Pass Christian Church Remember Life Before Camille

To this day, Hurricane Camille remains the most extreme weather event in history to take place in North America. Now one of the churches hardest hit by Camille is helping to preserve that past. About a year ago a house was donated to St. Paul's Catholic church in Pass Christian.

Parishioners then decorated the Damascus House with reminders of Camille's destruction from the old church which was torn down after receiving heavy damage.

For nearly 40 years their beauty sat hidden in Lolleta Wittman's garage. She says her husband got the stain glass windows after their church took a beating from Hurricane Camille.

"The church was very badly damaged during Camille, the old St. Paul's, they decided to tear it down and build a new church because it really wasn't large enough anyhow."
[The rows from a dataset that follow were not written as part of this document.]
//! # UC 백엔드
//!
//! | 용도 | 호출 |
//! |------|------|
//! | 토큰 교환 | `POST /oauth/token` (form, client basic auth) |
//! | 현재 사용자 | `GET /api/oauth/me` (bearer) |
//! | UC 쿠키 패스스루 | `GET /api/user/web/current-user` (`{success, result}`) |
//! | 사용자 조회 | `GET /api/users/{id}` (client-credentials bearer, `{success, result}`) |
//!
//! 로그인 세션은 게이트웨이 세션 저장소에 보관되며, 남은 수명이 절반 미만이면 연장됩니다.

use std::sync::Arc;

use actix_web::cookie::Cookie;
use async_trait::async_trait;
use chrono::Utc;
use reqwest::header::COOKIE;
use reqwest::StatusCode;
use serde::Deserialize;

use crate::config::{IdentityProviderKind, UcSettings};
use crate::domain::models::auth::RequestCookies;
use crate::domain::models::identity::{AuthCredential, LoadedCredential, OAuthToken, UserInfo};
use crate::errors::errors::{AppError, AppResult};
use crate::services::identity::backend::IdentityBackend;
use crate::services::identity::session_backed::{create_session, find_session, remove_session, slide_session};
use crate::services::identity::upstream::{http_client, read_json, send_failed, CallKind, ClientTokenCache, Envelope};
use crate::services::sessions::SessionService;
use crate::utils::string_utils::deserialize_user_id;

/// UC 사용자 응답. 필드가 `null` 로 내려올 수 있습니다.
#[derive(Debug, Deserialize)]
struct UcUser {
    #[serde(deserialize_with = "deserialize_user_id")]
    id: String,
    #[serde(default, alias = "userName")]
    username: Option<String>,
    #[serde(default, alias = "nickName")]
    nickname: Option<String>,
    #[serde(default)]
    avatar: Option<String>,
    #[serde(default, alias = "phone")]
    mobile: Option<String>,
    #[serde(default)]
    email: Option<String>,
}

impl From<UcUser> for UserInfo {
    fn from(user: UcUser) -> Self {
        UserInfo {
            id: user.id,
            name: user.username.unwrap_or_default(),
            nick: user.nickname.unwrap_or_default(),
            avatar_url: user.avatar.unwrap_or_default(),
            phone: user.mobile.unwrap_or_default(),
            email: user.email.unwrap_or_default(),
        }
    }
}

pub struct UcBackend {
    http: reqwest::Client,
    settings: UcSettings,
    sessions: Arc<SessionService>,
    client_token: ClientTokenCache,
}

impl UcBackend {
    pub fn new(settings: UcSettings, sessions: Arc<SessionService>, timeout_seconds: u64) -> AppResult<Self> {
        Ok(Self {
            http: http_client(timeout_seconds)?,
            settings,
            sessions,
            client_token: ClientTokenCache::new(),
        })
    }

    fn url(&self, path: &str) -> String {
        format!("{}{}", self.settings.addr, path)
    }

    async fn request_token(&self, params: &[(&str, &str)], kind: CallKind) -> AppResult<OAuthToken> {
        let response = self
            .http
            .post(self.url("/oauth/token"))
            .basic_auth(&self.settings.client_id, Some(&self.settings.client_secret))
            .form(params)
            .send()
            .await
            .map_err(|e| send_failed("UC 토큰 교환", e))?;

        read_json(response, "UC 토큰 교환", kind).await
    }

    async fn me_by_token(&self, access_token: &str) -> AppResult<UserInfo> {
        let response = self
            .http
            .get(self.url("/api/oauth/me"))
            .bearer_auth(access_token)
            .send()
            .await
            .map_err(|e| send_failed("UC 사용자 조회", e))?;

        let user: UcUser = read_json(response, "UC 사용자 조회", CallKind::UserCredential).await?;
        Ok(user.into())
    }

    async fn me_by_cookie(&self, cookie: &str) -> AppResult<UserInfo> {
        let response = self
            .http
            .get(self.url("/api/user/web/current-user"))
            .header(COOKIE, cookie)
            .send()
            .await
            .map_err(|e| send_failed("UC current-user", e))?;

        let envelope: Envelope<UcUser> = read_json(response, "UC current-user", CallKind::UserCredential).await?;
        envelope
            .into_result()
            .map(UserInfo::from)
            .ok_or_else(|| AppError::AuthenticationError("UC 로그인 세션이 유효하지 않습니다".to_string()))
    }
}

#[async_trait]
impl IdentityBackend for UcBackend {
    fn kind(&self) -> IdentityProviderKind {
        IdentityProviderKind::Uc
    }

    async fn load(&self, cookies: &RequestCookies, host: &str) -> AppResult<LoadedCredential> {
        if let Some((session_id, stored)) = find_session(&self.sessions, cookies).await? {
            let credential = AuthCredential::from_session(&session_id, &stored.token.access_token);
            let mut loaded = LoadedCredential::new(credential);
            if let Some(cookie) = slide_session(&self.sessions, &session_id, &stored, host).await? {
                loaded = loaded.with_cookie(cookie);
            }
            return Ok(loaded);
        }

        if let Some(name) = self.settings.session_cookie.as_deref() {
            if let Some(value) = cookies.get(name) {
                return Ok(LoadedCredential::new(AuthCredential::from_cookie(name, value)));
            }
        }

        Ok(LoadedCredential::default())
    }

    async fn persist(&self, token: &OAuthToken, host: &str) -> AppResult<Vec<Cookie<'static>>> {
        create_session(&self.sessions, token, host).await
    }

    async fn me(&self, credential: &AuthCredential) -> AppResult<UserInfo> {
        if let Some(access_token) = credential.access_token.as_deref() {
            return self.me_by_token(access_token).await;
        }
        if let Some(cookie) = credential.passthrough_cookie.as_deref() {
            return self.me_by_cookie(cookie).await;
        }
        Err(AppError::AuthenticationError("로그인이 필요합니다".to_string()))
    }

    async fn exchange_code(&self, code: &str, redirect_uri: Option<&str>) -> AppResult<OAuthToken> {
        let mut params = vec![("grant_type", "authorization_code"), ("code", code)];
        if let Some(redirect_uri) = redirect_uri {
            params.push(("redirect_uri", redirect_uri));
        }
        self.request_token(&params, CallKind::UserGrant).await
    }

    async fn exchange_password(&self, username: &str, password: &str) -> AppResult<OAuthToken> {
        let params = [("grant_type", "password"), ("username", username), ("password", password)];
        self.request_token(&params, CallKind::UserGrant).await
    }

    async fn exchange_client_credentials(&self, refresh: bool) -> AppResult<OAuthToken> {
        if !refresh {
            if let Some(token) = self.client_token.get() {
                return Ok(token);
            }
        }

        let token = self
            .request_token(&[("grant_type", "client_credentials")], CallKind::Client)
            .await?;
        self.client_token.store(&token, Utc::now().timestamp());
        Ok(token)
    }

    async fn get_user(&self, user_id: &str) -> AppResult<UserInfo> {
        let token = self.exchange_client_credentials(false).await?;
        let response = self
            .http
            .get(self.url(&format!("/api/users/{}", urlencoding::encode(user_id))))
            .bearer_auth(&token.access_token)
            .send()
            .await
            .map_err(|e| send_failed("UC 사용자 조회", e))?;

        if response.status() == StatusCode::NOT_FOUND {
            return Err(AppError::NotFound(format!("사용자를 찾을 수 없습니다: {}", user_id)));
        }

        let envelope: Envelope<UcUser> = read_json(response, "UC 사용자 조회", CallKind::Client).await?;
        envelope
            .into_result()
            .map(UserInfo::from)
            .ok_or_else(|| AppError::NotFound(format!("사용자를 찾을 수 없습니다: {}", user_id)))
    }

    async fn logout(&self, credential: &AuthCredential) -> AppResult<()> {
        remove_session(&self.sessions, credential).await
    }
}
This is the foot of one of the Roman soldiers. Now the windows and other treasures from the old St. Paul's church are showcased in the Damascus house. One of Father Dennis Carver's personal favorites is a the 100-year-old confessional door.

"To me this is the door to mercy and forgiveness," said Father Carver. "It's a wonderful sign. This is a symbol of the keys and also the keys to the kingdom of heaven."

From the cross from the old church steeple to broken fragments of the stations of the cross, parishioners have worked hard to collect pieces of church history.

"We felt that to have the old with the new for the community that did not experience Camille nor see the old church would be an experience for them to cherish for generations to come," said Patsy Bonner.

Danielle Michell, another parishioner, agreed. "There are a lot of people here in our parish who tell wonderful stories about when they were children and about walking to school and walking to church so it connects us all together."

Wittman was christened and married in old St. Paul's Catholic church. She's happy that now more people can share in her wonderful memories.

"It's in place now and that's fine," she said. "That's wonderful, that's the way it should be."

The St. Paul's Catholic church that was torn down after Camille was built in 1874. It replaced another church that burned down.